Second, I’ve made lots of updates to this blog’s Faves page. Some old favorites are still there, but I swapped in 75% new content. 75%! That’s massive! Go check it out.

Third, I’m working on an interview I’ve had lying around since September, with the recently crowned American 5K record holder Molly Huddle. I hope to at least get that transcribed today, if not posted. It’s up here: A few minutes with Molly Huddle

Fourth, I’ve finished work on a long feature article about Khalid Khannouchi, a follow-up to my article earlier this year about his comeback. I’m very proud of it. So much so that I’m trying to find a real publisher for it. But I don’t want to sit on it forever, so if those efforts don’t pan out then it should be posted up here sometime over the next few weeks.

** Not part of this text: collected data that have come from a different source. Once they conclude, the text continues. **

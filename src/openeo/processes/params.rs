//! Typed access to literal process arguments

use super::NodeContext;
use crate::error::{DriverError, Result};
use serde_json::Value;

pub fn required_i64(ctx: &NodeContext<'_>, name: &str) -> Result<i64> {
    match ctx.literal(name)? {
        Some(value) => as_i64(name, &value),
        None => Err(DriverError::missing_parameter(name)),
    }
}

pub fn optional_i64(ctx: &NodeContext<'_>, name: &str, default: i64) -> Result<i64> {
    match ctx.literal(name)? {
        Some(value) => as_i64(name, &value),
        None => Ok(default),
    }
}

pub fn optional_f64(ctx: &NodeContext<'_>, name: &str, default: f64) -> Result<f64> {
    match ctx.literal(name)? {
        Some(value) => value
            .as_f64()
            .ok_or_else(|| DriverError::invalid_parameter(name, "expected a number")),
        None => Ok(default),
    }
}

/// Booleans may also be given as the strings `"true"` and `"false"`
pub fn optional_bool(ctx: &NodeContext<'_>, name: &str, default: bool) -> Result<bool> {
    match ctx.literal(name)? {
        Some(Value::Bool(b)) => Ok(b),
        Some(Value::String(s)) if s.eq_ignore_ascii_case("true") => Ok(true),
        Some(Value::String(s)) if s.eq_ignore_ascii_case("false") => Ok(false),
        Some(_) => Err(DriverError::invalid_parameter(name, "expected a boolean")),
        None => Ok(default),
    }
}

pub fn required_string(ctx: &NodeContext<'_>, name: &str) -> Result<String> {
    match ctx.literal(name)? {
        Some(Value::String(s)) if !s.is_empty() => Ok(s),
        Some(_) => Err(DriverError::invalid_parameter(
            name,
            "expected a non-empty string",
        )),
        None => Err(DriverError::missing_parameter(name)),
    }
}

fn as_i64(name: &str, value: &Value) -> Result<i64> {
    if let Some(i) = value.as_i64() {
        return Ok(i);
    }
    match value.as_f64() {
        Some(f) if f.fract() == 0.0 && f.abs() < i64::MAX as f64 => Ok(f as i64),
        _ => Err(DriverError::invalid_parameter(name, "expected an integer")),
    }
}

And, finally, my second Running Times article appeared in print this week. It’s toward the back of the Jan/Feb issue and it’s entitled “The Racer’s Wish List.” The genesis of the article was a survey I did of race participants, which I then shared with one elite runner, one race management company owner, and four directors of races of varying sizes. I’ll put up a link to the online version when that appears in a month or so.

Noteworthy Blogs: Well, I’m TRYING to run…

The sometime commenter (and author of my highlighted quote over to the left), Cris/Darkwave, has started a blog. For now, it’s chronicling her journey as an injured runner. Seriously injured. Meaning no running at all. She’s an even more impressive pool runner than I, clocking runs of up to three hours in the pool.

I’ve come to know Cris virtually over the past year+ through a weekly training thread on LetsRun.com. I’ve never met her in person, but I hope to one day. Her blog offers her trademark intelligence, good humor and athletic determination. It’s also chock full of tips and observations on being an injured runner who’s relegated to running in water for the time being.

Check it out here: Well, I’m TRYING to run…

Running Times: Tamara Karrh profile is up!

My profile of Houston Hopeful Tamara Karrh is up on the Running Times website.

This is old news (especially since Tamara already ran the Twin Cities race the article mentions anticipatorily*). But what the hell. I thought it was worth posting for anyone who doesn’t get the print edition.

Running Times > Tamara Karrh Training for the Trials

___________________________________________________________

*You like that? That right there is a thirty dollar word.

NYC Marathon 2010: Faces at the Finish

Teodoro Chavez (photo by Stacey Cramp)

I’ll do a writeup on how I spent the earlier part of Marathon Day in New York. But for now, here’s a link to what I did with my afternoon and evening. I spent about two hours with photographer Stacey Cramp, interviewing runners along one of the arteries leading them off of Park Drive and out onto Central Park West.

Almost everyone was willing to spend a minute or two talking with me; just one person was too exhausted, and two others begged off only because they didn’t think their English was going to be good enough.

Stacey’s photos capture how spiritually elated, and how physically humbled, a runner can feel right after completing a marathon. I am grateful for these runners’ generosity and patience yesterday. I hope you get as much inspiration and enjoyment out of meeting them as I did.